However, it suffers from chronic internal problems. I want to leave, but don’t want to “give up on them”. The below (all IMHO of course) is an attempt to give context, not list grievances:

  • Senior management are biased towards “making the next big sale”; we focus on elephants over deer - which in turn has led to a reactive, sales-target-based mindset with little direction or forward planning. Many products / features exist to meet sales contracts rather than part of a coherent vision or offering.
  • As a business “we” ignore good practice and are not interested in improving - and it shows. We repeatedly over-commit, under-prioritize, and under-deliver; we cargo-cult badly; important technical decisions are made by people managers or interns because relevant staff are too overloaded or too busy fire-fighting; site monitoring services are “not worth paying for” because customers phone us up when things are broken for free; we are “too busy” for luxuries like regression testing or documentation; and so on.
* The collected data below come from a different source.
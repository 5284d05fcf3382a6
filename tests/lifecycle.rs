//! End-to-end lifecycle tests: argv dispatch, payload decoding, capability
//! wiring, cleanup, and the documented stream outputs, all driven through
//! `Engine::execute_with` with injected streams.

use std::io::{Cursor, Write};
use std::sync::atomic::{AtomicBool, AtomicU32, Ordering};
use std::sync::{Arc, Mutex};

use tokio::io::{AsyncReadExt, AsyncWriteExt};

use modinput::{
    Argument, DataType, Engine, EngineIo, Event, EventWriteError, EventWriter, FnInput,
    InputSettings, InputSpecSet, RunContext, RunError, ValidationError,
};

#[derive(Clone, Default)]
struct SharedBuf(Arc<Mutex<Vec<u8>>>);

impl SharedBuf {
    fn contents(&self) -> String {
        String::from_utf8(self.0.lock().unwrap().clone()).unwrap()
    }
}

impl Write for SharedBuf {
    fn write(&mut self, buf: &[u8]) -> std::io::Result<usize> {
        self.0.lock().unwrap().extend_from_slice(buf);
        Ok(buf.len())
    }

    fn flush(&mut self) -> std::io::Result<()> {
        Ok(())
    }
}

fn io_with(stdin: &str) -> (EngineIo, SharedBuf, SharedBuf) {
    let stdout = SharedBuf::default();
    let stderr = SharedBuf::default();
    let io = EngineIo {
        stdin: Box::new(Cursor::new(stdin.as_bytes().to_vec())),
        stdout: Box::new(stdout.clone()),
        stderr: Box::new(stderr.clone()),
    };
    (io, stdout, stderr)
}

fn argv(args: &[&str]) -> Vec<String> {
    args.iter().map(|s| s.to_string()).collect()
}

fn local_settings() -> InputSettings {
    InputSettings {
        use_kvstore_checkpoint: false,
        use_hec_event_writer: false,
        ..InputSettings::default()
    }
}

fn input_payload(server_uri: &str, checkpoint_dir: &str) -> String {
    format!(
        r#"<?xml version="1.0" encoding="UTF-8"?>
<input>
  <server_host>collector-01</server_host>
  <server_uri>{server_uri}</server_uri>
  <session_key>s3ss10n</session_key>
  <checkpoint_dir>{checkpoint_dir}</checkpoint_dir>
  <configuration>
    <stanza name="demo://alpha">
      <param name="interval">60</param>
    </stanza>
    <stanza name="demo://beta">
      <param name="interval">300</param>
    </stanza>
  </configuration>
</input>"#
    )
}

fn validation_payload(server_uri: &str) -> String {
    format!(
        r#"<items>
  <server_host>collector-01</server_host>
  <server_uri>{server_uri}</server_uri>
  <session_key>s3ss10n</session_key>
  <checkpoint_dir>/tmp/ckpt</checkpoint_dir>
  <item name="demo://proposed">
    <param name="interval">60</param>
  </item>
</items>"#
    )
}

/// Minimal HTTP server answering every request with the given status line.
async fn spawn_http_server(status: &'static str) -> std::net::SocketAddr {
    let listener = tokio::net::TcpListener::bind("127.0.0.1:0").await.unwrap();
    let addr = listener.local_addr().unwrap();
    tokio::spawn(async move {
        loop {
            let Ok((mut sock, _)) = listener.accept().await else {
                break;
            };
            tokio::spawn(async move {
                let mut buf = [0u8; 2048];
                let _ = sock.read(&mut buf).await;
                let resp =
                    format!("HTTP/1.1 {status}\r\ncontent-length: 0\r\nconnection: close\r\n\r\n");
                let _ = sock.write_all(resp.as_bytes()).await;
            });
        }
    });
    addr
}

/// An address nothing is listening on.
async fn refused_uri() -> String {
    let listener = tokio::net::TcpListener::bind("127.0.0.1:0").await.unwrap();
    let addr = listener.local_addr().unwrap();
    drop(listener);
    format!("http://{addr}")
}

#[tokio::test]
async fn run_mode_invokes_run_once_with_parsed_stanzas() {
    let calls = Arc::new(AtomicU32::new(0));
    let seen: Arc<Mutex<Option<InputSpecSet>>> = Arc::new(Mutex::new(None));

    let input = {
        let calls = calls.clone();
        let seen = seen.clone();
        FnInput::builder("ta_test", "test", "Test input", "Test modular input")
            .settings(local_settings())
            .run(move |_ctx, inputs| {
                let calls = calls.clone();
                let seen = seen.clone();
                async move {
                    calls.fetch_add(1, Ordering::SeqCst);
                    *seen.lock().unwrap() = Some(inputs);
                    Ok(())
                }
            })
            .unwrap()
    };
    let engine = Engine::new(input).unwrap();

    let checkpoint_dir = tempfile::tempdir().unwrap();
    let payload = input_payload(
        "https://127.0.0.1:8089",
        checkpoint_dir.path().to_str().unwrap(),
    );
    let (io, stdout, stderr) = io_with(&payload);

    let code = engine.execute_with(&argv(&["prog"]), io).await;
    assert_eq!(code, 0);
    assert_eq!(calls.load(Ordering::SeqCst), 1);
    assert!(stdout.contents().is_empty());
    assert!(stderr.contents().is_empty());

    let inputs = seen.lock().unwrap().take().unwrap();
    assert_eq!(inputs.len(), 2);
    assert_eq!(
        inputs.get("demo://alpha").unwrap().param("interval"),
        Some("60")
    );
    assert_eq!(
        inputs.get("demo://beta").unwrap().param("interval"),
        Some("300")
    );
}

#[tokio::test]
async fn run_mode_failure_still_releases_writer_and_monitor() {
    let writer_slot: Arc<Mutex<Option<Arc<dyn EventWriter>>>> = Arc::new(Mutex::new(None));
    let ctx_slot: Arc<Mutex<Option<Arc<RunContext>>>> = Arc::new(Mutex::new(None));

    let input = {
        let writer_slot = writer_slot.clone();
        let ctx_slot = ctx_slot.clone();
        FnInput::builder("ta_test", "test", "Test input", "Test modular input")
            .settings(local_settings())
            .run(move |ctx, _inputs| {
                let writer_slot = writer_slot.clone();
                let ctx_slot = ctx_slot.clone();
                async move {
                    let writer = ctx.event_writer().await?.clone();
                    *writer_slot.lock().unwrap() = Some(writer);
                    ctx.register_orphan_handler(|| {});
                    assert!(ctx.orphan_monitor().is_running());
                    *ctx_slot.lock().unwrap() = Some(ctx);
                    Err(RunError::failed("collection blew up"))
                }
            })
            .unwrap()
    };
    let engine = Engine::new(input).unwrap();

    let checkpoint_dir = tempfile::tempdir().unwrap();
    let payload = input_payload(
        "https://127.0.0.1:8089",
        checkpoint_dir.path().to_str().unwrap(),
    );
    let (io, _stdout, _stderr) = io_with(&payload);

    let code = engine.execute_with(&argv(&["prog"]), io).await;
    assert_eq!(code, 1);

    // Cleanup ran even though do_run failed: the writer rejects further
    // writes and the orphan monitor is stopped.
    let writer = writer_slot.lock().unwrap().take().unwrap();
    assert!(matches!(
        writer.write(Event::new("late")).await,
        Err(EventWriteError::Closed)
    ));
    let ctx = ctx_slot.lock().unwrap().take().unwrap();
    assert!(!ctx.orphan_monitor().is_running());
}

#[tokio::test]
async fn run_mode_rejects_malformed_payload() {
    let calls = Arc::new(AtomicU32::new(0));
    let input = {
        let calls = calls.clone();
        FnInput::builder("ta_test", "test", "Test input", "Test modular input")
            .settings(local_settings())
            .run(move |_ctx, _inputs| {
                let calls = calls.clone();
                async move {
                    calls.fetch_add(1, Ordering::SeqCst);
                    Ok(())
                }
            })
            .unwrap()
    };
    let engine = Engine::new(input).unwrap();

    let (io, stdout, stderr) = io_with("<input><server_host>oops</input>");
    let code = engine.execute_with(&argv(&["prog"]), io).await;

    assert_eq!(code, 1);
    assert_eq!(calls.load(Ordering::SeqCst), 0);
    assert!(stdout.contents().is_empty());
    assert!(stderr.contents().is_empty());
}

#[tokio::test]
async fn scheme_mode_emits_ordered_arguments() {
    let calls = Arc::new(AtomicU32::new(0));
    let input = {
        let calls = calls.clone();
        FnInput::builder("ta_test", "test", "Test input", "Test modular input")
            .settings(local_settings())
            .arguments(vec![
                Argument::new("endpoint").with_title("Feed endpoint"),
                Argument::new("interval").with_data_type(DataType::Number),
            ])
            .run(move |_ctx, _inputs| {
                let calls = calls.clone();
                async move {
                    calls.fetch_add(1, Ordering::SeqCst);
                    Ok(())
                }
            })
            .unwrap()
    };
    let engine = Engine::new(input).unwrap();

    let (io, stdout, stderr) = io_with("");
    let code = engine.execute_with(&argv(&["prog", "--SCHEME"]), io).await;

    assert_eq!(code, 0);
    assert_eq!(calls.load(Ordering::SeqCst), 0);
    assert!(stderr.contents().is_empty());

    let xml = stdout.contents();
    assert!(xml.starts_with("<scheme><title>Test input</title>"));
    assert!(xml.contains("<streaming_mode>xml</streaming_mode>"));
    let endpoint_at = xml.find(r#"<arg name="endpoint">"#).unwrap();
    let interval_at = xml.find(r#"<arg name="interval">"#).unwrap();
    assert!(endpoint_at < interval_at, "argument order must be preserved");
}

#[tokio::test]
async fn validate_mode_failure_writes_error_document() {
    let input = FnInput::builder("ta_test", "test", "Test input", "Test modular input")
        .settings(local_settings())
        .validate(|_metadata, _request| Err(ValidationError::new("bad value")))
        .run(|_ctx, _inputs| async move { Ok(()) })
        .unwrap();
    let engine = Engine::new(input).unwrap();

    let (io, stdout, stderr) = io_with(&validation_payload("https://127.0.0.1:8089"));
    let code = engine
        .execute_with(&argv(&["prog", "--validate-arguments"]), io)
        .await;

    assert_eq!(code, 1);
    assert!(stdout.contents().is_empty());
    assert_eq!(
        stderr.contents(),
        "<error><message>bad value</message></error>"
    );
}

#[tokio::test]
async fn validate_mode_success_is_silent() {
    let input = FnInput::builder("ta_test", "test", "Test input", "Test modular input")
        .settings(local_settings())
        .run(|_ctx, _inputs| async move { Ok(()) })
        .unwrap();
    let engine = Engine::new(input).unwrap();

    let (io, stdout, stderr) = io_with(&validation_payload("https://127.0.0.1:8089"));
    let code = engine
        .execute_with(&argv(&["prog", "--validate-arguments"]), io)
        .await;

    assert_eq!(code, 0);
    assert!(stdout.contents().is_empty());
    assert!(stderr.contents().is_empty());
}

#[tokio::test]
async fn invalid_invocation_exits_one_without_stream_output() {
    let calls = Arc::new(AtomicU32::new(0));
    let input = {
        let calls = calls.clone();
        FnInput::builder("ta_test", "test", "Test input", "Test modular input")
            .settings(local_settings())
            .run(move |_ctx, _inputs| {
                let calls = calls.clone();
                async move {
                    calls.fetch_add(1, Ordering::SeqCst);
                    Ok(())
                }
            })
            .unwrap()
    };
    let engine = Engine::new(input).unwrap();

    let (io, stdout, stderr) = io_with("");
    let code = engine.execute_with(&argv(&["prog", "--bogus"]), io).await;

    assert_eq!(code, 1);
    assert_eq!(calls.load(Ordering::SeqCst), 0);
    assert!(stdout.contents().is_empty());
    assert!(stderr.contents().is_empty());
}

#[tokio::test]
async fn unavailable_collector_falls_back_to_classic_writer() {
    // The management API knows nothing about the requested collector input.
    let addr = spawn_http_server("404 Not Found").await;

    let writer_name: Arc<Mutex<Option<&'static str>>> = Arc::new(Mutex::new(None));
    let input = {
        let writer_name = writer_name.clone();
        FnInput::builder("ta_test", "test", "Test input", "Test modular input")
            .settings(InputSettings {
                use_kvstore_checkpoint: false,
                use_hec_event_writer: true,
                hec_input_name: "test_collector".to_string(),
                ..InputSettings::default()
            })
            .run(move |ctx, _inputs| {
                let writer_name = writer_name.clone();
                async move {
                    let writer = ctx.event_writer().await?;
                    *writer_name.lock().unwrap() = Some(writer.name());
                    Ok(())
                }
            })
            .unwrap()
    };
    let engine = Engine::new(input).unwrap();

    let checkpoint_dir = tempfile::tempdir().unwrap();
    let payload = input_payload(
        &format!("http://{addr}"),
        checkpoint_dir.path().to_str().unwrap(),
    );
    let (io, _stdout, _stderr) = io_with(&payload);

    let code = engine.execute_with(&argv(&["prog"]), io).await;
    assert_eq!(code, 0);
    assert_eq!(*writer_name.lock().unwrap(), Some("classic"));
}

#[tokio::test]
async fn collector_transport_error_aborts_the_run() {
    // Connection refused is not the "unavailable" class: no fallback.
    let uri = refused_uri().await;

    let input = FnInput::builder("ta_test", "test", "Test input", "Test modular input")
        .settings(InputSettings {
            use_kvstore_checkpoint: false,
            use_hec_event_writer: true,
            hec_input_name: "test_collector".to_string(),
            ..InputSettings::default()
        })
        .run(|ctx, _inputs| async move {
            let writer = ctx.event_writer().await?;
            writer.write(Event::new("never delivered")).await?;
            Ok(())
        })
        .unwrap();
    let engine = Engine::new(input).unwrap();

    let checkpoint_dir = tempfile::tempdir().unwrap();
    let payload = input_payload(&uri, checkpoint_dir.path().to_str().unwrap());
    let (io, stdout, _stderr) = io_with(&payload);

    let code = engine.execute_with(&argv(&["prog"]), io).await;
    assert_eq!(code, 1);
    assert!(stdout.contents().is_empty());
}

#[tokio::test]
async fn checkpointer_is_memoized_and_usable() {
    let stable = Arc::new(AtomicBool::new(false));
    let round_tripped = Arc::new(AtomicBool::new(false));

    let input = {
        let stable = stable.clone();
        let round_tripped = round_tripped.clone();
        FnInput::builder("ta_test", "test", "Test input", "Test modular input")
            .settings(local_settings())
            .run(move |ctx, _inputs| {
                let stable = stable.clone();
                let round_tripped = round_tripped.clone();
                async move {
                    let first = ctx.checkpointer().await?.clone();
                    let second = ctx.checkpointer().await?.clone();
                    stable.store(Arc::ptr_eq(&first, &second), Ordering::SeqCst);

                    first
                        .save("demo://alpha", serde_json::json!({"cursor": 7}))
                        .await?;
                    let loaded = second.get("demo://alpha").await?;
                    round_tripped.store(
                        loaded == Some(serde_json::json!({"cursor": 7})),
                        Ordering::SeqCst,
                    );
                    Ok(())
                }
            })
            .unwrap()
    };
    let engine = Engine::new(input).unwrap();

    let checkpoint_dir = tempfile::tempdir().unwrap();
    let payload = input_payload(
        "https://127.0.0.1:8089",
        checkpoint_dir.path().to_str().unwrap(),
    );
    let (io, _stdout, _stderr) = io_with(&payload);

    let code = engine.execute_with(&argv(&["prog"]), io).await;
    assert_eq!(code, 0);
    assert!(stable.load(Ordering::SeqCst));
    assert!(round_tripped.load(Ordering::SeqCst));
}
  • Due to mismanagement many key staff and locations have been lost. We pretend to be a global company, but in practice it’s the East Coast with the rest of the world as an afterthought at best. About 90% of staff are in the main office with a handful of remote work-at-home, including me.

So in the last few years the business has changed from a successful first-mover to getting beat up by newer, more agile competitors who have a game plan and think in terms of a platform / service instead of a yard sale.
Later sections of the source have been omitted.